Pick every line out of the entries below that has the string "suffixed", and copy it.

** Data for analysis **
────

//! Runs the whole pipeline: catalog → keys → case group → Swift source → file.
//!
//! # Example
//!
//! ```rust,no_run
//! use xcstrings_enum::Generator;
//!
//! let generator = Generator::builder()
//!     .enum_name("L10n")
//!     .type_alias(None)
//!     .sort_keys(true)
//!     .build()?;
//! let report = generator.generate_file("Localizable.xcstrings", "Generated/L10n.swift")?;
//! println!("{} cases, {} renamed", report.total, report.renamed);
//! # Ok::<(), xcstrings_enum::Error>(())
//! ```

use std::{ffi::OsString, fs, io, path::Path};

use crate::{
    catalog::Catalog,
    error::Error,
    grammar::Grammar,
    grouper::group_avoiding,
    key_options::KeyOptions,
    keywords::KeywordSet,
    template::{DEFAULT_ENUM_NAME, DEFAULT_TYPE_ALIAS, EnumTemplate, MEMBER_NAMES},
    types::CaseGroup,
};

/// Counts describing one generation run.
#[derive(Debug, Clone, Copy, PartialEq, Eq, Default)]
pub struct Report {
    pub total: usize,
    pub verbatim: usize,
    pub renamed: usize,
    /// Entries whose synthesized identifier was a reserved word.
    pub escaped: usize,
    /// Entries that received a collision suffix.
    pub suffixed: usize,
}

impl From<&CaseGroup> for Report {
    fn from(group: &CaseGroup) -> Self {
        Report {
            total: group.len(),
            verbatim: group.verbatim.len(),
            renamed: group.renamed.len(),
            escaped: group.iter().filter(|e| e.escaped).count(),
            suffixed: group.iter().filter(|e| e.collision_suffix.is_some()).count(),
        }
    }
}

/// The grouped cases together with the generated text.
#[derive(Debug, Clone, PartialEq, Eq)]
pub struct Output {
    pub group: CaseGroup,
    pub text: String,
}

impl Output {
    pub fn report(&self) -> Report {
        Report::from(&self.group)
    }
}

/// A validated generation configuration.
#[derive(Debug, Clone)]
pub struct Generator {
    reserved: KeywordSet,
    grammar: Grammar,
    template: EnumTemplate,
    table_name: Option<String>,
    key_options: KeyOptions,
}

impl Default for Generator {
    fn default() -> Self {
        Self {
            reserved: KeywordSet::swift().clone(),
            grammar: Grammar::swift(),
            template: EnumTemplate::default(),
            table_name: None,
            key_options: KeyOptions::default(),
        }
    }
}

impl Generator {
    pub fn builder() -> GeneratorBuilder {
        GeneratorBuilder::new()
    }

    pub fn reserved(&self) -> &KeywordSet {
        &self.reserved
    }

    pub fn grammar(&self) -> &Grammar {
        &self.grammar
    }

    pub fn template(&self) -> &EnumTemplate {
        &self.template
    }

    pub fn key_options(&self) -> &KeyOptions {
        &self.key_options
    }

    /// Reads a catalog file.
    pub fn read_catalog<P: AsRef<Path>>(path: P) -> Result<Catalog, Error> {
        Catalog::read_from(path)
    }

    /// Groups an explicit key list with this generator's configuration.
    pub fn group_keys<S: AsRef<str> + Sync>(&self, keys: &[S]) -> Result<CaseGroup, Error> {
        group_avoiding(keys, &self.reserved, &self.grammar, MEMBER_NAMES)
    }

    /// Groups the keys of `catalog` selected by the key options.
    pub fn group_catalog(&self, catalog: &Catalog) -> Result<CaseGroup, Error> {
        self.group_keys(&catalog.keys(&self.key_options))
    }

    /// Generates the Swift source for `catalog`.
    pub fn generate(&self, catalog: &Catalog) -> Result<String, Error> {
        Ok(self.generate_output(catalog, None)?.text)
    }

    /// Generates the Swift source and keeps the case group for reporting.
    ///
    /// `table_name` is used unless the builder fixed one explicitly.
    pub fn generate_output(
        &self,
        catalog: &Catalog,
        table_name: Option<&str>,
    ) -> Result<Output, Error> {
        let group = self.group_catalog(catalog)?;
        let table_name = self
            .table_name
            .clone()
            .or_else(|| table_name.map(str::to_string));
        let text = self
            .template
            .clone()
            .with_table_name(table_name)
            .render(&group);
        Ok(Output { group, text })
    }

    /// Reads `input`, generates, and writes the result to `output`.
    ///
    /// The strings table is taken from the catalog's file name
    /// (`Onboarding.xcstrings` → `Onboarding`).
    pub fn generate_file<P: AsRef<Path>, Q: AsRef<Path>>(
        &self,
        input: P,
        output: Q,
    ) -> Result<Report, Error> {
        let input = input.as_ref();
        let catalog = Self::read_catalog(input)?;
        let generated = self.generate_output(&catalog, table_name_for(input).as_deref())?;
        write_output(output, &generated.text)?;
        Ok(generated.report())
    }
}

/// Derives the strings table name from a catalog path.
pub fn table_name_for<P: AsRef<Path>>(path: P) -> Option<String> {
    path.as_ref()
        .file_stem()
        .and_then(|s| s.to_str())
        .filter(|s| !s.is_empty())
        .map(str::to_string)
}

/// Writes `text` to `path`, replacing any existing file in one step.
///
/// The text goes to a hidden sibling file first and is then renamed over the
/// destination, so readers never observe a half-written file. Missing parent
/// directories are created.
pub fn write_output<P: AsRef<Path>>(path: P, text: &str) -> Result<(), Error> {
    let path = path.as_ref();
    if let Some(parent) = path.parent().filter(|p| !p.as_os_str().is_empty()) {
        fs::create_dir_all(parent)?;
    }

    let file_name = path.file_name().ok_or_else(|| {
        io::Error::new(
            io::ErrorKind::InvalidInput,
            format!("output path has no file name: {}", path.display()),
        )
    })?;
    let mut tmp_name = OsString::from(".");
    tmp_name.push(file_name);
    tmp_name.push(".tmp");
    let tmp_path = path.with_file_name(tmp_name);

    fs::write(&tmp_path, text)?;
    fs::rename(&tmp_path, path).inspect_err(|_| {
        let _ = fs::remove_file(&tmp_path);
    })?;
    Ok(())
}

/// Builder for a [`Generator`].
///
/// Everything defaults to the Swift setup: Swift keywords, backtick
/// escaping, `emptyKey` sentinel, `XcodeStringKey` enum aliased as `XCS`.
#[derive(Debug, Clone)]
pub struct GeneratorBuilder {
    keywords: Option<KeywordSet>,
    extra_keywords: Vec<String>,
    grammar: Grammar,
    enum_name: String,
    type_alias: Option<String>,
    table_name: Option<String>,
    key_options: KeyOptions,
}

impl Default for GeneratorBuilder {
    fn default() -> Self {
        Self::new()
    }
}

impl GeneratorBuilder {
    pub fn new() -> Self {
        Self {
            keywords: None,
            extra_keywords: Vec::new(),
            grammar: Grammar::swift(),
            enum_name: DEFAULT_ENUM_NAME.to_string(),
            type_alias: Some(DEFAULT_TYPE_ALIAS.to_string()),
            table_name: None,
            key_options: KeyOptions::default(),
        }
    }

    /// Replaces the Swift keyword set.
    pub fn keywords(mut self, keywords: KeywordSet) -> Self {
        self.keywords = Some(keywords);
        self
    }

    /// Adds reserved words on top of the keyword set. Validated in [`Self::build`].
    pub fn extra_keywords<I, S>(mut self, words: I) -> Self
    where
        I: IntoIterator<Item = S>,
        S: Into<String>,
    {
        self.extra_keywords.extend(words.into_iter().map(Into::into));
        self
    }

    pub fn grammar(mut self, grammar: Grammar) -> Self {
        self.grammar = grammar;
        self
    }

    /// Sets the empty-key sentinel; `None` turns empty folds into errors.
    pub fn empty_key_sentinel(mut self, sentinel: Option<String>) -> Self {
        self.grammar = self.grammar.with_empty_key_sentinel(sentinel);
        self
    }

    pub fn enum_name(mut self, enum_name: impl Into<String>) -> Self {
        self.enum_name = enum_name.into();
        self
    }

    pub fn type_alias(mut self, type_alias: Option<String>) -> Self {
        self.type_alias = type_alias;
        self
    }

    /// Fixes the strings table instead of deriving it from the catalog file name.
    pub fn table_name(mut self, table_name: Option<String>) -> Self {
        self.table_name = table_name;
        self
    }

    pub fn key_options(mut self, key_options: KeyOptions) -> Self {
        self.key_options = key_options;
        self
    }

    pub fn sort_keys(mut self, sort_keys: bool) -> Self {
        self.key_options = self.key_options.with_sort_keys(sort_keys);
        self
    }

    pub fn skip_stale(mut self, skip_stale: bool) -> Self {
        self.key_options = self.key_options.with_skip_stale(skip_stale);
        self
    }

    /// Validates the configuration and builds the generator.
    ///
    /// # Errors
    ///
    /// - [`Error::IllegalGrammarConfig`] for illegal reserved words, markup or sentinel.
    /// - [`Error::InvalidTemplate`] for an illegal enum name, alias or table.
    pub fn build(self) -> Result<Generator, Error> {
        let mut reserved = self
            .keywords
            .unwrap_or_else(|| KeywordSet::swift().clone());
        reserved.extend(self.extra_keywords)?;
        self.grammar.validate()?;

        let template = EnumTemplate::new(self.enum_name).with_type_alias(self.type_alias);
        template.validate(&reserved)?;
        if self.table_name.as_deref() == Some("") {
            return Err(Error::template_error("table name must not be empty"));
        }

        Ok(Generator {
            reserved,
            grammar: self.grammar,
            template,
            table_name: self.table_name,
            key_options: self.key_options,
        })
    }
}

────

** Output of the task **
    pub suffixed: usize,
            suffixed: group.iter().filter(|e| e.collision_suffix.is_some()).count(),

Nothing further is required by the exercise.